***** Dataset records *****

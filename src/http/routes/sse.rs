//! `GET /api/streams/{id}/scores` — per-frame detection scores over SSE (spec
//! §4.G, §6: `data: <json>\n\n`, heartbeat every 15s of silence).

use std::time::Duration;

use axum::extract::{Path, State};
use axum::response::sse::{Event, KeepAlive, Sse};
use futures_util::Stream;
use tokio_stream::wrappers::BroadcastStream;
use tokio_stream::StreamExt;

use crate::config::StreamStatus;
use crate::error::AppError;
use crate::http::state::AppState;

pub async fn scores(
    State(state): State<AppState>,
    Path(id): Path<String>,
) -> Result<Sse<impl Stream<Item = Result<Event, std::convert::Infallible>>>, AppError> {
    let status = state.registry.worker_status(&id);
    let runnable = matches!(status, Some(StreamStatus::Running) | Some(StreamStatus::Disconnected));
    if !runnable {
        return Err(AppError::stream_not_running(id));
    }

    let hub = state.registry.hub(&id).ok_or_else(|| AppError::stream_not_running(id.clone()))?;
    let receiver = hub.subscribe_scores();

    let events = BroadcastStream::new(receiver).filter_map(|result| match result {
        Ok(event) => match serde_json::to_string(&event) {
            Ok(json) => Some(Ok(Event::default().data(json))),
            Err(_) => None,
        },
        // A lagging SSE subscriber just misses old score events; the next one
        // still arrives (scores are advisory, not persisted).
        Err(_lagged) => None,
    });

    Ok(Sse::new(Box::pin(events) as std::pin::Pin<Box<dyn Stream<Item = _> + Send>>)
        .keep_alive(KeepAlive::new().interval(Duration::from_secs(15)).text("keepalive")))
}
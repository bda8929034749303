// Copyright 2025 Umberto Gotti <umberto.gotti@umbertogotti.dev>
// Licensed under the Apache License, Version 2.0
// http://www.apache.org/licenses/LICENSE-2.0

use core::future::{Future, IntoFuture};
use core::time::Duration;
use futures::future::{self, BoxFuture, FutureExt};
use rxdemo_runtime::Timer;

use crate::error::{DemoError, Result};

/// A deferred computation with no value: it either completes or fails.
///
/// Dropping a `Completable` (or the future it was turned into) before it finishes cancels
/// it; completion hooks registered with [`do_on_complete`](Self::do_on_complete) then never
/// run.
pub struct Completable {
    source: BoxFuture<'static, Result<()>>,
}

impl Completable {
    /// Defers `action` until the completable is awaited.
    pub fn from_action<F, Fut>(action: F) -> Self
    where
        F: FnOnce() -> Fut + Send + 'static,
        Fut: Future<Output = Result<()>> + Send + 'static,
    {
        Self {
            source: async move { action().await }.boxed(),
        }
    }

    pub fn complete() -> Self {
        Self {
            source: future::ready(Ok(())).boxed(),
        }
    }

    pub fn error(error: DemoError) -> Self {
        Self {
            source: future::ready(Err(error)).boxed(),
        }
    }

    /// Completes once `duration` has elapsed on `timer`, measured from the first poll.
    pub fn timer<TM: Timer>(duration: Duration, timer: TM) -> Self {
        Self::from_action(move || async move {
            timer.sleep_future(duration).await;
            Ok(())
        })
    }

    /// Runs `hook` after a successful completion. Errors and cancellation skip it.
    pub fn do_on_complete<F>(self, hook: F) -> Self
    where
        F: FnOnce() + Send + 'static,
    {
        let source = self.source;
        Self {
            source: async move {
                let result = source.await;
                if result.is_ok() {
                    hook();
                }
                result
            }
            .boxed(),
        }
    }

    /// Runs the completable and calls exactly one of the two callbacks.
    pub async fn subscribe<OnComplete, OnError>(self, on_complete: OnComplete, on_error: OnError)
    where
        OnComplete: FnOnce(),
        OnError: FnOnce(DemoError),
    {
        match self.source.await {
            Ok(()) => on_complete(),
            Err(error) => on_error(error),
        }
    }
}

impl IntoFuture for Completable {
    type Output = Result<()>;
    type IntoFuture = BoxFuture<'static, Result<()>>;

    fn into_future(self) -> Self::IntoFuture {
        self.source
    }
}

impl core::fmt::Debug for Completable {
    fn fmt(&self, f: &mut core::fmt::Formatter<'_>) -> core::fmt::Result {
        f.debug_struct("Completable").finish_non_exhaustive()
    }
}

*****

Assigned task: Reproduce, word for word and in full, only the lines above that start at the line with "use core::time::Duration;" and run through the line with "it; completion hooks", both ends included.

Task output:
use core::time::Duration;
use futures::future::{self, BoxFuture, FutureExt};
use rxdemo_runtime::Timer;

use crate::error::{DemoError, Result};

/// A deferred computation with no value: it either completes or fails.
///
/// Dropping a `Completable` (or the future it was turned into) before it finishes cancels
/// it; completion hooks registered with [`do_on_complete`](Self::do_on_complete) then never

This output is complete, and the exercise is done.